Chapter Forty-Six What I Did
It’s Saturday. The day my mother brought the first one home.
His name is Tom.
He doesn’t have a last name, my mother tells me when he’s out of earshot. He is only Tom, and I should think of him that way. The man sits on our couch, adjusting himself, craning his neck to see where my mother went. He’s in his mid-fifties, the indention from an absent wedding band on his left finger. I can almost feel the weight of the ring hidden in his pocket. He has thinning hair and a small belly. A bright green shirt hangs loosely on his otherwise wiry frame, and I can smell the scent of cigarettes on him from here.
“I met him at Roosevelt’s,” my mother explains in hushed tones.
Roosevelt’s. A bar clear across town she showed me last weekend. I remember the cars in the parking lot, the cracked red leather booths and dim lighting hardly visible through the dusty windows. Cartoon writing spelled out the name of the bar, but the middle E was smudged so badly that it looked more like Roos velt’s.
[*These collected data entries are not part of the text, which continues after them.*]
//! Fixed-window rate limiting per route class.
//!
//! # Responsibilities
//! - Derive the client key from the peer address (or trusted forwarded hop)
//! - Count requests per route class × client in the shared store
//! - Reject excess with `ApiError::RateLimited` before the handler runs
//! - Give back successful login attempts after the handler responds
//! - Emit `RateLimit-Limit`, `RateLimit-Remaining`, `RateLimit-Reset`
//!
//! # Design Decisions
//! - One `RouteLimiter` per class, layered general first; a request matching
//!   several prefixes is counted by each of them
//! - The narrowest limiter's headers win (inner layers set them first)
//! - Limiters wrap the handler so outcome-dependent accounting is possible

use std::fmt;
use std::net::SocketAddr;
use std::sync::Arc;

use axum::{
    extract::{ConnectInfo, Request, State},
    http::{header, HeaderMap, HeaderName, HeaderValue},
    middleware::Next,
    response::{IntoResponse, Response},
};
use serde::Serialize;

use crate::config::{LedgerConfig, RoutePolicyConfig};
use crate::error::ApiError;
use crate::observability::metrics;
use crate::security::store::{RateLimitStore, RatePolicy, WindowState};

pub const RATELIMIT_LIMIT: HeaderName = HeaderName::from_static("ratelimit-limit");
pub const RATELIMIT_REMAINING: HeaderName = HeaderName::from_static("ratelimit-remaining");
pub const RATELIMIT_RESET: HeaderName = HeaderName::from_static("ratelimit-reset");

/// Named category of endpoints sharing one rate-limit policy.
#[derive(Debug, Clone, Copy, PartialEq, Eq, Hash, Serialize)]
#[serde(rename_all = "kebab-case")]
pub enum RouteClass {
    General,
    Login,
    Registration,
    PasswordChange,
}

impl RouteClass {
    pub fn as_str(self) -> &'static str {
        match self {
            RouteClass::General => "general",
            RouteClass::Login => "login",
            RouteClass::Registration => "registration",
            RouteClass::PasswordChange => "password-change",
        }
    }
}

impl fmt::Display for RouteClass {
    fn fmt(&self, f: &mut fmt::Formatter<'_>) -> fmt::Result {
        f.write_str(self.as_str())
    }
}

/// Partition key for counters, normally the caller's IP address.
#[derive(Debug, Clone, PartialEq, Eq, Hash)]
pub struct ClientKey(String);

impl ClientKey {
    pub fn new(key: impl Into<String>) -> Self {
        Self(key.into())
    }

    /// Key for a request: the first `X-Forwarded-For` hop when trusted, else
    /// the peer address, else `unknown`.
    pub fn from_request(request: &Request, trust_forwarded_for: bool) -> Self {
        if trust_forwarded_for {
            let forwarded = request
                .headers()
                .get("x-forwarded-for")
                .and_then(|v| v.to_str().ok())
                .and_then(|v| v.split(',').next())
                .map(str::trim)
                .filter(|v| !v.is_empty());
            if let Some(ip) = forwarded {
                return Self::new(ip);
            }
        }

        match request.extensions().get::<ConnectInfo<SocketAddr>>() {
            Some(ConnectInfo(addr)) => Self::new(addr.ip().to_string()),
            None => Self::new("unknown"),
        }
    }

    pub fn as_str(&self) -> &str {
        &self.0
    }
}

impl fmt::Display for ClientKey {
    fn fmt(&self, f: &mut fmt::Formatter<'_>) -> fmt::Result {
        f.write_str(&self.0)
    }
}

/// Limiter for one route class.
#[derive(Debug, Clone)]
pub struct RouteLimiter {
    class: RouteClass,
    policy: RatePolicy,
    path_prefix: String,
    skip_paths: Vec<String>,
    skip_successful: bool,
    trust_forwarded_for: bool,
    store: Arc<dyn RateLimitStore>,
}

impl RouteLimiter {
    pub fn new(
        class: RouteClass,
        policy: RatePolicy,
        path_prefix: impl Into<String>,
        store: Arc<dyn RateLimitStore>,
    ) -> Self {
        Self {
            class,
            policy,
            path_prefix: path_prefix.into(),
            skip_paths: Vec::new(),
            skip_successful: false,
            trust_forwarded_for: false,
            store,
        }
    }

    /// Build the limiter for `class` from configuration.
    ///
    /// The general class skips health paths; the login class does not count
    /// successful attempts.
    pub fn from_config(
        config: &LedgerConfig,
        class: RouteClass,
        store: Arc<dyn RateLimitStore>,
    ) -> Self {
        let rl = &config.rate_limit;
        let policy_config: &RoutePolicyConfig = match class {
            RouteClass::General => &rl.general,
            RouteClass::Login => &rl.login,
            RouteClass::Registration => &rl.registration,
            RouteClass::PasswordChange => &rl.password_change,
        };
        let policy = RatePolicy {
            window: policy_config.window(),
            max_requests: policy_config.max_requests,
        };

        let mut limiter = Self::new(class, policy, policy_config.path_prefix.clone(), store)
            .trust_forwarded_for(config.server.trust_forwarded_for);

        match class {
            RouteClass::General => limiter = limiter.skip_paths(rl.health_paths.clone()),
            RouteClass::Login => limiter = limiter.skip_successful_requests(),
            RouteClass::Registration | RouteClass::PasswordChange => {}
        }
        limiter
    }

    #[must_use]
    pub fn skip_paths(mut self, paths: Vec<String>) -> Self {
        self.skip_paths.extend(paths);
        self
    }

    #[must_use]
    pub fn skip_successful_requests(mut self) -> Self {
        self.skip_successful = true;
        self
    }

    #[must_use]
    pub fn trust_forwarded_for(mut self, trust: bool) -> Self {
        self.trust_forwarded_for = trust;
        self
    }

    pub fn class(&self) -> RouteClass {
        self.class
    }

    /// Whether `path` falls under this limiter.
    pub fn applies_to(&self, path: &str) -> bool {
        if self.skip_paths.iter().any(|p| path_matches(path, p)) {
            return false;
        }
        path_matches(path, &self.path_prefix)
    }
}

/// Prefix match on path segment boundaries (`/api/login` matches
/// `/api/login` and `/api/login/x`, not `/api/loginx`).
fn path_matches(path: &str, prefix: &str) -> bool {
    match path.strip_prefix(prefix) {
        Some(rest) => prefix.ends_with('/') || rest.is_empty() || rest.starts_with('/'),
        None => false,
    }
}

fn set_rate_limit_headers(headers: &mut HeaderMap, state: &WindowState) {
    for (name, value) in [
        (RATELIMIT_LIMIT, state.limit.to_string()),
        (RATELIMIT_REMAINING, state.remaining().to_string()),
        (RATELIMIT_RESET, state.reset_secs().to_string()),
    ] {
        if let Ok(value) = HeaderValue::from_str(&value) {
            headers.entry(name).or_insert(value);
        }
    }
}

/// Middleware function for one route class.
pub async fn rate_limit(
    State(limiter): State<Arc<RouteLimiter>>,
    request: Request,
    next: Next,
) -> Response {
    if !limiter.applies_to(request.uri().path()) {
        return next.run(request).await;
    }

    let class = limiter.class;
    let key = ClientKey::from_request(&request, limiter.trust_forwarded_for);
    let mut state = limiter.store.increment(class, &key, &limiter.policy).await;

    if state.is_exceeded() {
        tracing::warn!(
            client = %key,
            route_class = %class,
            count = state.count,
            limit = state.limit,
            "Rate limit exceeded"
        );
        metrics::record_rate_limited(class.as_str());

        let mut response = ApiError::RateLimited(class).into_response();
        let headers = response.headers_mut();
        set_rate_limit_headers(headers, &state);
        if let Ok(value) = HeaderValue::from_str(&state.reset_secs().to_string()) {
            headers.insert(header::RETRY_AFTER, value);
        }
        return response;
    }

    let mut response = next.run(request).await;

    if limiter.skip_successful && response.status().as_u16() < 400 {
        limiter.store.decrement(class, &key, state.window_start).await;
        state.count = state.count.saturating_sub(1);
        tracing::trace!(client = %key, route_class = %class, "Successful attempt not counted");
    }

    set_rate_limit_headers(response.headers_mut(), &state);
    response
}

#[cfg(test)]
mod tests {
    use super::*;
    use crate::config::Environment;
    use crate::error::{normalize_errors, ErrorNormalizer};
    use crate::security::clock::ManualClock;
    use crate::security::store::MemoryStore;
    use axum::{
        body::Body,
        http::StatusCode,
        routing::{get, post},
        Router,
    };
    use std::time::Duration;
    use tower::ServiceExt;

    fn limiter(
        class: RouteClass,
        max: u32,
        prefix: &str,
        store: Arc<MemoryStore>,
    ) -> RouteLimiter {
        RouteLimiter::new(
            class,
            RatePolicy {
                window: Duration::from_secs(60),
                max_requests: max,
            },
            prefix,
            store,
        )
    }

    fn layered(router: Router, limiter: RouteLimiter) -> Router {
        router.layer(axum::middleware::from_fn_with_state(Arc::new(limiter), rate_limit))
    }

    fn request(method: &str, uri: &str, ip: &str) -> Request {
        let addr: SocketAddr = format!("{ip}:40000").parse().unwrap();
        Request::builder()
            .method(method)
            .uri(uri)
            .extension(ConnectInfo(addr))
            .body(Body::empty())
            .unwrap()
    }

    #[test]
    fn test_path_matching() {
        assert!(path_matches("/api/login", "/api/login"));
        assert!(path_matches("/api/login/otp", "/api/login"));
        assert!(!path_matches("/api/loginx", "/api/login"));
        assert!(path_matches("/api/anything", "/api/"));
        assert!(!path_matches("/assets/app.js", "/api/"));
    }

    #[test]
    fn test_client_key_sources() {
        let req = request("GET", "/", "203.0.113.9");
        assert_eq!(ClientKey::from_request(&req, false).as_str(), "203.0.113.9");

        let req = Request::builder()
            .uri("/")
            .header("x-forwarded-for", "198.51.100.7, 10.0.0.1")
            .body(Body::empty())
            .unwrap();
        assert_eq!(ClientKey::from_request(&req, true).as_str(), "198.51.100.7");
        assert_eq!(ClientKey::from_request(&req, false).as_str(), "unknown");
    }

    #[tokio::test]
    async fn test_blocks_excess_and_sets_headers() {
        let store = Arc::new(MemoryStore::new(Arc::new(ManualClock::new())));
        let app = layered(
            Router::new().route("/api/posts", get(|| async { "ok" })),
            limiter(RouteClass::General, 2, "/api/", store),
        );

        let first = app.clone().oneshot(request("GET", "/api/posts", "10.0.0.1")).await.unwrap();
        assert_eq!(first.status(), StatusCode::OK);
        assert_eq!(first.headers()[&RATELIMIT_LIMIT], "2");
        assert_eq!(first.headers()[&RATELIMIT_REMAINING], "1");
        assert_eq!(first.headers()[&RATELIMIT_RESET], "60");

        app.clone().oneshot(request("GET", "/api/posts", "10.0.0.1")).await.unwrap();
        let third = app.clone().oneshot(request("GET", "/api/posts", "10.0.0.1")).await.unwrap();
        assert_eq!(third.status(), StatusCode::TOO_MANY_REQUESTS);
        assert_eq!(third.headers()[&RATELIMIT_REMAINING], "0");
        assert!(third.headers().contains_key(header::RETRY_AFTER));

        let other = app.oneshot(request("GET", "/api/posts", "10.0.0.2")).await.unwrap();
        assert_eq!(other.status(), StatusCode::OK);
    }

    #[tokio::test]
    async fn test_window_reset_readmits() {
        let clock = Arc::new(ManualClock::new());
        let store = Arc::new(MemoryStore::new(clock.clone()));
        let app = layered(
            Router::new().route("/api/posts", get(|| async { "ok" })),
            limiter(RouteClass::General, 1, "/api/", store),
        );

        app.clone().oneshot(request("GET", "/api/posts", "10.0.0.1")).await.unwrap();
        let blocked = app.clone().oneshot(request("GET", "/api/posts", "10.0.0.1")).await.unwrap();
        assert_eq!(blocked.status(), StatusCode::TOO_MANY_REQUESTS);

        clock.advance(Duration::from_secs(60));
        let after = app.oneshot(request("GET", "/api/posts", "10.0.0.1")).await.unwrap();
        assert_eq!(after.status(), StatusCode::OK);
    }

    #[tokio::test]
    async fn test_health_paths_skipped() {
        let store = Arc::new(MemoryStore::new(Arc::new(ManualClock::new())));
        let app = layered(
            Router::new().route("/api/health", get(|| async { "ok" })),
            limiter(RouteClass::General, 1, "/api/", store.clone())
                .skip_paths(vec!["/api/health".to_string()]),
        );

        for _ in 0..5 {
            let response = app
                .clone()
                .oneshot(request("GET", "/api/health", "10.0.0.1"))
                .await
                .unwrap();
            assert_eq!(response.status(), StatusCode::OK);
        }
        assert!(store.is_empty());
    }

    #[tokio::test]
    async fn test_successful_logins_not_counted() {
        let store = Arc::new(MemoryStore::new(Arc::new(ManualClock::new())));
        let app = layered(
            Router::new().route(
                "/api/login",
                post(|body: String| async move {
                    if body == "good" {
                        StatusCode::OK
                    } else {
                        StatusCode::UNAUTHORIZED
                    }
                }),
            ),
            limiter(RouteClass::Login, 2, "/api/login", store).skip_successful_requests(),
        );

        let login = |body: &'static str| {
            Request::builder()
                .method("POST")
                .uri("/api/login")
                .extension(ConnectInfo("10.0.0.1:1".parse::<SocketAddr>().unwrap()))
                .body(Body::from(body))
                .unwrap()
        };

        let status = |response: Response| response.status();
        let bad = app.clone().oneshot(login("bad")).await.unwrap();
        assert_eq!(status(bad), StatusCode::UNAUTHORIZED);
        let ok = app.clone().oneshot(login("good")).await.unwrap();
        assert_eq!(ok.status(), StatusCode::OK);
        assert_eq!(ok.headers()[&RATELIMIT_REMAINING], "1");
        let bad = app.clone().oneshot(login("bad")).await.unwrap();
        assert_eq!(status(bad), StatusCode::UNAUTHORIZED);
        let blocked = app.oneshot(login("bad")).await.unwrap();
        assert_eq!(status(blocked), StatusCode::TOO_MANY_REQUESTS);
    }

    #[tokio::test]
    async fn test_narrow_limiter_headers_win() {
        let store = Arc::new(MemoryStore::new(Arc::new(ManualClock::new())));
        let router = Router::new().route("/api/register", post(|| async { StatusCode::CREATED }));
        let registration = limiter(RouteClass::Registration, 3, "/api/register", store.clone());
        let router = layered(router, registration);
        let app = layered(router, limiter(RouteClass::General, 1000, "/api/", store))
            .layer(axum::middleware::from_fn_with_state(
                ErrorNormalizer::new(Environment::Production),
                normalize_errors,
            ));

        let response = app.oneshot(request("POST", "/api/register", "10.0.0.1")).await.unwrap();
        assert_eq!(response.headers()[&RATELIMIT_LIMIT], "3");
        assert_eq!(response.headers()[&RATELIMIT_REMAINING], "2");
    }
}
“He told me I was the kind of girl he could really fall for,” she scoffs. “And as we drove here, he said he wanted a family. To marry a nice woman. As if I don’t know he’s already married.” My mom takes my chin in her hand. “They’re all the same, Domino. They will all do to me and you what Dad did to us.”
“Why can’t we just try to find Dad?” It’s a question I’ve asked a dozen times.
“I tried,” Mom hisses. “You helped me look for him. He’s gone. He doesn’t want to be found.” She straightens, smooths her hair. “So we’ll improvise. Save other women from experiencing what we did. Better for men like these to vanish in the night than to walk out on their families.”
I hate what my mother is saying. Her words crawl over my skin, and my heart beats faster when she sets her gaze on the man, Tom. I want to scream for him to leave. I want to call the police. I want to hit my mother and tell her she’s crazy and I won’t do it. I won’t do this horrible thing.
But then she takes me into her arms. She tells me I am her perfect, beautiful daughter. She tells me she will never leave me, and that we have only each other, forever. And finally, she says the thing that causes my resolve to crumble.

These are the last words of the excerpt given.